[Collected data]
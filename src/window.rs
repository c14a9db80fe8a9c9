/* This Source Code Form is subject to the terms of the Mozilla Public
 * License, v. 2.0. If a copy of the MPL was not distributed with this
 * file, You can obtain one at https://mozilla.org/MPL/2.0/. */

//! Browsing windows and the stack that owns them.

use std::time::Duration;

use serde::Serialize;
use url::Url;

use crate::engine::EngineHandle;
use crate::handshake::PopupHandshake;
use crate::scroll::ScrollAffordanceController;
use crate::types::{
    ContentTarget, HandleId, Headers, LoadingState, NodeId, ScrollAffordance, SessionError,
    WindowId,
};

/// Point-in-time view of a window, safe to hand across threads.
#[derive(Debug, Clone, PartialEq, Serialize)]
pub struct WindowSnapshot {
    pub id: WindowId,
    pub title: Option<String>,
    pub url: Option<String>,
    pub loading_state: LoadingState,
    /// `true` while the window still targets its original URL.
    pub navigates_on_attach: bool,
    pub handle: Option<HandleId>,
    pub attached_node: Option<NodeId>,
    /// `None` for windows that were not opened as popups.
    pub handshake_resolved: Option<bool>,
    pub affordance: ScrollAffordance,
}

/// One logical tab or popup, with or without a materialized engine.
#[derive(Debug)]
pub struct BrowsingWindow {
    id: WindowId,
    pub content: ContentTarget,
    pub loading_state: LoadingState,
    pub page_title: Option<String>,
    /// Last URL the engine reported for this window.
    pub url: Option<Url>,
    pub(crate) handle: Option<EngineHandle>,
    pub(crate) pending_handshake: Option<PopupHandshake>,
    pub(crate) affordance: ScrollAffordanceController,
}

impl BrowsingWindow {
    fn new(id: WindowId, content: ContentTarget, debounce: Duration) -> Self {
        Self {
            id,
            content,
            loading_state: LoadingState::Initializing,
            page_title: None,
            url: None,
            handle: None,
            pending_handshake: None,
            affordance: ScrollAffordanceController::new(debounce),
        }
    }

    /// A window that navigates to `url` on first attach.
    pub fn navigate_to(id: WindowId, url: Url, headers: Headers, debounce: Duration) -> Self {
        Self::new(id, ContentTarget::NavigateTo { url, headers }, debounce)
    }

    /// A popup window whose engine is delivered to its opener through `handshake`.
    pub fn popup(id: WindowId, handshake: PopupHandshake, debounce: Duration) -> Self {
        let mut window = Self::new(id, ContentTarget::NavigatorOnly, debounce);
        window.pending_handshake = Some(handshake);
        window
    }

    pub fn id(&self) -> WindowId {
        self.id
    }

    pub fn handle(&self) -> Option<&EngineHandle> {
        self.handle.as_ref()
    }

    pub fn handle_id(&self) -> Option<HandleId> {
        self.handle.as_ref().map(EngineHandle::id)
    }

    /// UI node this window's engine is mounted in, if any.
    pub fn attached_node(&self) -> Option<NodeId> {
        self.handle.as_ref().and_then(EngineHandle::node)
    }

    pub fn pending_handshake(&self) -> Option<&PopupHandshake> {
        self.pending_handshake.as_ref()
    }

    pub fn affordance(&self) -> &ScrollAffordanceController {
        &self.affordance
    }

    pub fn snapshot(&self) -> WindowSnapshot {
        WindowSnapshot {
            id: self.id,
            title: self.page_title.clone(),
            url: self.url.as_ref().map(Url::to_string),
            loading_state: self.loading_state.clone(),
            navigates_on_attach: matches!(self.content, ContentTarget::NavigateTo { .. }),
            handle: self.handle_id(),
            attached_node: self.attached_node(),
            handshake_resolved: self.pending_handshake.as_ref().map(PopupHandshake::is_resolved),
            affordance: self.affordance.state(),
        }
    }

    /// Tear the window down: cancel its hide timer, then destroy its engine.
    /// Returns whether an engine was destroyed by this call.
    pub(crate) fn close(&mut self) -> bool {
        self.affordance.cancel();
        self.pending_handshake = None;
        self.handle.as_mut().is_some_and(EngineHandle::destroy)
    }
}

/// Ordered, never-empty stack of windows. The top is the active window.
#[derive(Debug)]
pub struct WindowStack {
    windows: Vec<BrowsingWindow>,
}

impl WindowStack {
    pub fn new(root: BrowsingWindow) -> Self {
        Self {
            windows: vec![root],
        }
    }

    pub fn len(&self) -> usize {
        self.windows.len()
    }

    /// Always `false`; present for API symmetry with `len`.
    pub fn is_empty(&self) -> bool {
        self.windows.is_empty()
    }

    pub fn push(&mut self, window: BrowsingWindow) {
        self.windows.push(window);
    }

    /// Remove and return the top window. The last window cannot be popped.
    pub fn pop(&mut self) -> Result<BrowsingWindow, SessionError> {
        if self.windows.len() <= 1 {
            return Err(SessionError::InvalidOperation(
                "cannot pop the last browsing window".into(),
            ));
        }
        self.windows
            .pop()
            .ok_or_else(|| SessionError::InvalidOperation("window stack is empty".into()))
    }

    pub fn active(&self) -> &BrowsingWindow {
        &self.windows[self.windows.len() - 1]
    }

    pub fn active_mut(&mut self) -> &mut BrowsingWindow {
        let top = self.windows.len() - 1;
        &mut self.windows[top]
    }

    pub fn contains(&self, id: WindowId) -> bool {
        self.windows.iter().any(|w| w.id == id)
    }

    pub fn get(&self, id: WindowId) -> Option<&BrowsingWindow> {
        self.windows.iter().find(|w| w.id == id)
    }

    pub fn get_mut(&mut self, id: WindowId) -> Option<&mut BrowsingWindow> {
        self.windows.iter_mut().find(|w| w.id == id)
    }

    /// The window owning the handle `id`.
    pub fn find_by_handle(&mut self, id: HandleId) -> Option<&mut BrowsingWindow> {
        self.windows
            .iter_mut()
            .find(|w| w.handle_id() == Some(id))
    }

    /// The window whose handle is mounted in `node`.
    pub fn find_by_node(&mut self, node: NodeId) -> Option<&mut BrowsingWindow> {
        self.windows
            .iter_mut()
            .find(|w| w.attached_node() == Some(node))
    }

    /// Bottom to top.
    pub fn iter(&self) -> impl Iterator<Item = &BrowsingWindow> {
        self.windows.iter()
    }

    pub(crate) fn iter_mut(&mut self) -> impl Iterator<Item = &mut BrowsingWindow> {
        self.windows.iter_mut()
    }
}
#[test]
fn test_load_failure_keeps_window_usable() {
    let (mut s, log, t0) = opened();
    queue(
        &log,
        0,
        EngineEvent::LoadFailed {
            description: "net::ERR_NAME_NOT_RESOLVED".into(),
        },
    );
    s.pump(t0);

    assert_eq!(
        s.active_window().loading_state,
        LoadingState::Error {
            description: "net::ERR_NAME_NOT_RESOLVED".into()
        }
    );
    s.reload().expect("reload after failure");
    assert_eq!(engine(&log, 0, |e| e.reloads), 1);
    assert_eq!(s.stack().len(), 1);
}

#[test]
fn test_navigation_without_engine_reports_no_handle() {
    let (mut s, _log) = session_with(options());
    assert!(matches!(s.reload(), Err(SessionError::NoHandle)));
    assert!(matches!(s.go_back(), Err(SessionError::NoHandle)));
    assert!(!s.can_go_back());
    assert!(!s.can_go_forward());
}

#[test]
fn test_go_back_reports_history() {
    let (mut s, _log, _) = opened();
    assert!(!s.can_go_back());
    assert!(!s.go_back().unwrap());

    s.load(&Url::parse("https://example.com/next").unwrap()).unwrap();
    assert!(s.can_go_back());
    assert!(s.go_back().unwrap());
    assert!(!s.go_forward().unwrap());
}

// ---------------------------------------------------------------------------
// Group 6: URL override policy
// ---------------------------------------------------------------------------

#[test]
fn test_url_override_policy() {
    let mut opts = options();
    opts.headers.insert("X-Token".into(), "abc".into());
    let (mut s, log) = session_with(opts);
    let handle = s.attach(WindowId(0), NodeId(1)).unwrap();

    assert!(s.should_override_url_loading(handle, "intent://scan/#Intent;end"));
    assert_eq!(engine(&log, 0, |e| e.loads.len()), 1);

    assert!(!s.should_override_url_loading(handle, START_URL));
    assert!(!s.should_override_url_loading(handle, "data:text/html,hi"));
    assert!(!s.should_override_url_loading(handle, "not a url"));

    assert!(s.should_override_url_loading(handle, "https://example.com/other"));
    engine(&log, 0, |e| {
        assert_eq!(e.loads.len(), 2);
        let (url, headers) = &e.loads[1];
        assert_eq!(url.as_str(), "https://example.com/other");
        assert_eq!(headers.get("X-Token").map(String::as_str), Some("abc"));
    });

    assert!(!s.should_override_url_loading(HandleId(99), "https://example.com/x"));
}

// ---------------------------------------------------------------------------
// Group 7: Scroll affordance
// ---------------------------------------------------------------------------

fn scroll(s: &mut Orchestrator, log: &SharedLog, delta_y: i32, offset: u32, now: Instant) {
    queue(log, 0, EngineEvent::Scroll { delta_y, offset });
    s.pump(now);
}

#[test]
fn test_scroll_down_shows_then_hides_after_quiet_period() {
    let (mut s, log, t0) = opened();

    scroll(&mut s, &log, 50, 100, t0);
    assert_eq!(s.affordance(), ScrollAffordance::ShowDown);
    assert_eq!(s.next_deadline(), Some(t0 + Duration::from_millis(300)));

    s.pump(t0 + Duration::from_millis(299));
    assert_eq!(s.affordance(), ScrollAffordance::ShowDown);

    s.pump(t0 + Duration::from_millis(300));
    assert_eq!(s.affordance(), ScrollAffordance::Hidden);
    assert_eq!(s.next_deadline(), None);
    assert_eq!(
        s.screen_mut().drain(),
        vec![
            ScreenEvent::AffordanceChanged {
                window: WindowId(0),
                affordance: ScrollAffordance::ShowDown
            },
            ScreenEvent::AffordanceChanged {
                window: WindowId(0),
                affordance: ScrollAffordance::Hidden
            },
        ]
    );
}

#[test]
fn test_continuous_scrolling_never_hides() {
    let (mut s, log, t0) = opened();

    let mut now = t0;
    for i in 0..30u32 {
        now = t0 + Duration::from_millis(100 * u64::from(i));
        scroll(&mut s, &log, 10, 100 + i, now);
        assert_eq!(s.affordance(), ScrollAffordance::ShowDown, "hid at step {i}");
    }

    s.pump(now + Duration::from_millis(299));
    assert_eq!(s.affordance(), ScrollAffordance::ShowDown);
    s.pump(now + Duration::from_millis(300));
    assert_eq!(s.affordance(), ScrollAffordance::Hidden);
}

#[test]
fn test_scroll_direction_changes() {
    let (mut s, log, t0) = opened();
    scroll(&mut s, &log, 50, 100, t0);
    assert_eq!(s.affordance(), ScrollAffordance::ShowDown);
    scroll(&mut s, &log, -30, 70, t0);
    assert_eq!(s.affordance(), ScrollAffordance::ShowUp);
}

#[test]
fn test_dismiss_scrolls_to_bottom_or_top() {
    let (mut s, log, t0) = opened();

    scroll(&mut s, &log, 50, 100, t0);
    s.screen_mut().drain();
    s.dismiss_affordance().unwrap();
    assert_eq!(s.affordance(), ScrollAffordance::Hidden);
    assert_eq!(s.next_deadline(), None);
    assert_eq!(
        engine(&log, 0, |e| e.scrolled_to.clone()),
        vec![CONTENT_HEIGHT - VIEWPORT_HEIGHT]
    );
    assert_eq!(
        s.screen_mut().drain(),
        vec![ScreenEvent::AffordanceChanged {
            window: WindowId(0),
            affordance: ScrollAffordance::Hidden
        }]
    );

    scroll(&mut s, &log, -50, 600, t0);
    s.dismiss_affordance().unwrap();
    assert_eq!(
        engine(&log, 0, |e| e.scrolled_to.clone()),
        vec![CONTENT_HEIGHT - VIEWPORT_HEIGHT, 0]
    );

    // Nothing shown: nothing to do.
    s.dismiss_affordance().unwrap();
    assert_eq!(engine(&log, 0, |e| e.scrolled_to.len()), 2);
}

ACTIVITY: The answer must hold exactly the lines of the entries above, from the first line through the line that contains "distributed with this", and no others.

SOLUTION:
filename src/window.rs
repository c14a9db80fe8a9c9
/* This Source Code Form is subject to the terms of the Mozilla Public
 * License, v. 2.0. If a copy of the MPL was not distributed with this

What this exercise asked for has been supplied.